* What needs to be done *
Please return every line of the records below that holds the word "zero".

Dataset entries
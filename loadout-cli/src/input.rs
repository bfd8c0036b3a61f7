use anyhow::{anyhow, Context, Result};
use loadout_core::{Equipment, Recipe, Resistance, Slot};
use serde::Deserialize;
use std::fs::File;
use std::io::Read;
use std::path::Path;

// Raw recipe CSV row. One row expands to a recipe per rolled value.
#[derive(Debug, Deserialize)]
struct RecipeRecord {
    fire: u16,
    cold: u16,
    lightning: u16,
    chaos: u16,
    value_min: u16,
    value_max: u16,
    cost: f64,
    slot: String,
}

#[derive(Debug, Deserialize)]
struct EquipmentRecord {
    slot: String,
    craft_fire: u16,
    craft_cold: u16,
    craft_lightning: u16,
    craft_chaos: u16,
    base_fire: u16,
    base_cold: u16,
    base_lightning: u16,
    base_chaos: u16,
    is_craftable: u8,
    is_new: u8,
}

pub fn read_recipes(path: &Path) -> Result<Vec<Recipe>> {
    let file =
        File::open(path).with_context(|| format!("cannot open recipe file {}", path.display()))?;
    parse_recipes(file)
}

pub fn read_equipment(path: &Path) -> Result<Vec<Equipment>> {
    let file = File::open(path)
        .with_context(|| format!("cannot open equipment file {}", path.display()))?;
    parse_equipment(file)
}

/// Parse the recipe catalog and expand each row into its value range.
///
/// The axis columns are 0/1 flags; a row with `value_min..=value_max` yields
/// one recipe per value `i`, granting `flag * i` on each axis. The cost of
/// value `i` is the expected number of rolls to hit at least `i`, times the
/// cost of one roll. A null recipe is prepended at index 0.
fn parse_recipes<R: Read>(input: R) -> Result<Vec<Recipe>> {
    let mut recipes = vec![Recipe::null()];

    let mut reader = csv::Reader::from_reader(input);
    for (row, record) in reader.deserialize::<RecipeRecord>().enumerate() {
        let line = row + 2; // line 1 is the header
        let record = record.with_context(|| format!("error on line {}", line))?;

        for (axis, flag) in [
            ("fire", record.fire),
            ("cold", record.cold),
            ("lightning", record.lightning),
            ("chaos", record.chaos),
        ] {
            if flag > 1 {
                return Err(anyhow!(
                    "error on line {}: {} value has to be 0 or 1",
                    line,
                    axis
                ));
            }
        }

        if record.value_min > record.value_max {
            return Err(anyhow!(
                "error on line {}: minimal value must not be greater than maximal value",
                line
            ));
        }

        let slots = match record.slot.as_str() {
            "armour" => Slot::ARMOUR,
            "jewelry" => Slot::JEWELRY,
            "any" => Slot::ALL,
            other => {
                return Err(anyhow!(
                    "error on line {}: unknown slot name '{}'",
                    line,
                    other
                ))
            }
        };

        let span = (record.value_max - record.value_min) as f64 + 1.0;
        for value in record.value_min..=record.value_max {
            let cost = record.cost * span / ((record.value_max - value) as f64 + 1.0);
            recipes.push(Recipe::new(
                Resistance::new(
                    record.fire * value,
                    record.cold * value,
                    record.lightning * value,
                    record.chaos * value,
                ),
                cost,
                slots,
            ));
        }
    }

    Ok(recipes)
}

fn parse_equipment<R: Read>(input: R) -> Result<Vec<Equipment>> {
    let mut items = Vec::new();

    let mut reader = csv::Reader::from_reader(input);
    for (row, record) in reader.deserialize::<EquipmentRecord>().enumerate() {
        let line = row + 2;
        let record = record.with_context(|| format!("error on line {}", line))?;

        let slot: Slot = record
            .slot
            .parse()
            .map_err(|_| anyhow!("error on line {}: unknown slot name '{}'", line, record.slot))?;

        let is_craftable = parse_flag(record.is_craftable, line, "is_craftable")?;
        let is_new = parse_flag(record.is_new, line, "is_new")?;

        items.push(Equipment::new(
            slot,
            Resistance::new(
                record.craft_fire,
                record.craft_cold,
                record.craft_lightning,
                record.craft_chaos,
            ),
            Resistance::new(
                record.base_fire,
                record.base_cold,
                record.base_lightning,
                record.base_chaos,
            ),
            is_craftable,
            is_new,
        ));
    }

    Ok(items)
}

fn parse_flag(value: u8, line: usize, column: &str) -> Result<bool> {
    match value {
        0 => Ok(false),
        1 => Ok(true),
        _ => Err(anyhow!(
            "error on line {}: {} value has to be 0 or 1",
            line,
            column
        )),
    }
}

#[cfg(test)]
mod tests {
    use super::*;

    #[test]
    fn test_recipe_rows_expand_to_value_ranges() {
        let data = "\
fire,cold,lightning,chaos,value_min,value_max,cost,slot
1,0,0,0,10,12,3,armour
0,1,1,0,5,5,2,jewelry
";
        let recipes = parse_recipes(data.as_bytes()).unwrap();
        assert_eq!(recipes.len(), 1 + 3 + 1);
        assert!(recipes[0].is_null());

        assert_eq!(recipes[1].resistances, Resistance::new(10, 0, 0, 0));
        assert_eq!(recipes[1].cost, 3.0);
        assert_eq!(recipes[2].resistances, Resistance::new(11, 0, 0, 0));
        assert_eq!(recipes[2].cost, 4.5);
        assert_eq!(recipes[3].resistances, Resistance::new(12, 0, 0, 0));
        assert_eq!(recipes[3].cost, 9.0);
        assert_eq!(recipes[1].slots, Slot::ARMOUR);

        assert_eq!(recipes[4].resistances, Resistance::new(0, 5, 5, 0));
        assert_eq!(recipes[4].cost, 2.0);
        assert_eq!(recipes[4].slots, Slot::JEWELRY);
    }

    #[test]
    fn test_axis_flags_are_validated() {
        let data = "\
fire,cold,lightning,chaos,value_min,value_max,cost,slot
2,0,0,0,10,12,3,armour
";
        let err = parse_recipes(data.as_bytes()).unwrap_err();
        assert!(err.to_string().contains("line 2"));
        assert!(err.to_string().contains("fire"));
    }

    #[test]
    fn test_reversed_value_range_is_rejected() {
        let data = "\
fire,cold,lightning,chaos,value_min,value_max,cost,slot
1,0,0,0,12,10,3,any
";
        let err = parse_recipes(data.as_bytes()).unwrap_err();
        assert!(err.to_string().contains("line 2"));
    }

    #[test]
    fn test_unknown_recipe_slot_is_rejected() {
        let data = "\
fire,cold,lightning,chaos,value_min,value_max,cost,slot
1,0,0,0,10,12,3,shield
";
        let err = parse_recipes(data.as_bytes()).unwrap_err();
        assert!(err.to_string().contains("unknown slot name 'shield'"));
    }

    #[test]
    fn test_equipment_rows_parse() {
        let data = "\
slot,craft_fire,craft_cold,craft_lightning,craft_chaos,base_fire,base_cold,base_lightning,base_chaos,is_craftable,is_new
helmet,10,0,0,0,0,10,0,0,1,0
gloves,0,0,0,0,10,0,0,0,1,1
";
        let items = parse_equipment(data.as_bytes()).unwrap();
        assert_eq!(items.len(), 2);
        assert_eq!(items[0].slot, Slot::HELMET);
        assert_eq!(items[0].crafted, Resistance::new(10, 0, 0, 0));
        assert_eq!(items[0].base, Resistance::new(0, 10, 0, 0));
        assert!(items[0].is_craftable);
        assert!(!items[0].is_new);
        assert!(items[1].is_new);
    }

    #[test]
    fn test_equipment_flags_are_validated() {
        let data = "\
slot,craft_fire,craft_cold,craft_lightning,craft_chaos,base_fire,base_cold,base_lightning,base_chaos,is_craftable,is_new
helmet,10,0,0,0,0,10,0,0,1,2
";
        let err = parse_equipment(data.as_bytes()).unwrap_err();
        assert!(err.to_string().contains("line 2"));
        assert!(err.to_string().contains("is_new"));
    }
}
use crate::{check_limits, walk_back, AssignmentSolver, SolverResult, MAX_SLOT_COUNT};
use loadout_core::{Assignment, Cost, Recipe, Resistance, ResistanceGrid, Slot, COST_INF};
use logging_timer::time;
use rayon::prelude::*;

// Cells handed to one worker at a time. Large enough to amortize task
// dispatch, small enough to keep all cores busy on mid-sized grids.
const TILE_CELLS: usize = 4096;

/// Dynamic programming engine that sweeps the resistance grid with a
/// work-stealing thread pool.
///
/// The cost table is double buffered; the back-pointer slabs are kept per
/// slot step because reconstruction walks all of them. Within one step every
/// tile owns a disjoint range of cells and only reads the previous layer, so
/// no synchronization beyond the end-of-sweep join is needed.
#[derive(Default)]
pub struct ParallelSolver {
    best_cost: Vec<Cost>,
    next_cost: Vec<Cost>,
    back_pointers: Vec<Vec<u8>>,
}

impl ParallelSolver {
    pub fn new() -> Self {
        Self::default()
    }

    fn reserve(&mut self, cells: usize, slot_count: usize) {
        if self.best_cost.len() < cells {
            log::debug!("growing cost tables to {} cells", cells);
            self.best_cost.resize(cells, COST_INF);
            self.next_cost.resize(cells, COST_INF);
        }
        if self.back_pointers.len() < slot_count {
            self.back_pointers.resize_with(slot_count, Vec::new);
        }
        for slab in &mut self.back_pointers[..slot_count] {
            if slab.len() < cells {
                slab.resize(cells, 0);
            }
        }
    }
}

impl AssignmentSolver for ParallelSolver {
    fn name(&self) -> &'static str {
        "parallel"
    }

    fn initialize(&mut self, max_required: Resistance, _max_recipes: usize) {
        let cells = ResistanceGrid::new(max_required).cell_count();
        self.reserve(cells, MAX_SLOT_COUNT);
    }

    #[time]
    fn solve(
        &mut self,
        required: Resistance,
        slots: &[Slot],
        recipes: &[Recipe],
    ) -> SolverResult<Assignment> {
        check_limits(slots, recipes)?;

        let grid = ResistanceGrid::new(required);
        let cells = grid.cell_count();
        self.reserve(cells, slots.len());

        self.best_cost[..cells].fill(COST_INF);
        self.best_cost[grid.index_of(Resistance::zero())] = 0.0;

        for (step, &slot) in slots.iter().enumerate() {
            // Recipes that can go into this slot, in catalog order so that
            // ties keep resolving to the lowest index.
            let applicable: Vec<(u8, Recipe)> = recipes
                .iter()
                .enumerate()
                .filter(|(_, recipe)| recipe.applies_to(slot))
                .map(|(index, recipe)| (index as u8, *recipe))
                .collect();

            {
                let prev = &self.best_cost[..cells];
                let next = &mut self.next_cost[..cells];
                let pointers = &mut self.back_pointers[step][..cells];

                next.par_chunks_mut(TILE_CELLS)
                    .zip(pointers.par_chunks_mut(TILE_CELLS))
                    .enumerate()
                    .for_each(|(tile, (tile_costs, tile_pointers))| {
                        let base = tile * TILE_CELLS;
                        for (offset, (cost, pointer)) in tile_costs
                            .iter_mut()
                            .zip(tile_pointers.iter_mut())
                            .enumerate()
                        {
                            let value = grid.resistance_at(base + offset);

                            let mut cheapest = COST_INF;
                            let mut chosen = 0u8;
                            for &(index, recipe) in &applicable {
                                // Saturating subtraction turns requirements
                                // the recipe overshoots into a zero floor on
                                // that axis.
                                let from = grid.index_of(value - recipe.resistances);
                                let candidate = prev[from] + recipe.cost;
                                if candidate < cheapest {
                                    cheapest = candidate;
                                    chosen = index;
                                }
                            }
                            *cost = cheapest;
                            *pointer = chosen;
                        }
                    });
            }

            std::mem::swap(&mut self.best_cost, &mut self.next_cost);
        }

        let cost = self.best_cost[grid.index_of(required)];
        if cost >= COST_INF {
            return Ok(Assignment::invalid());
        }
        Ok(walk_back(
            &grid,
            required,
            slots,
            recipes,
            &self.back_pointers,
            cost,
        ))
    }
}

* Response to the exercise *
        self.best_cost[grid.index_of(Resistance::zero())] = 0.0;
                                // the recipe overshoots into a zero floor on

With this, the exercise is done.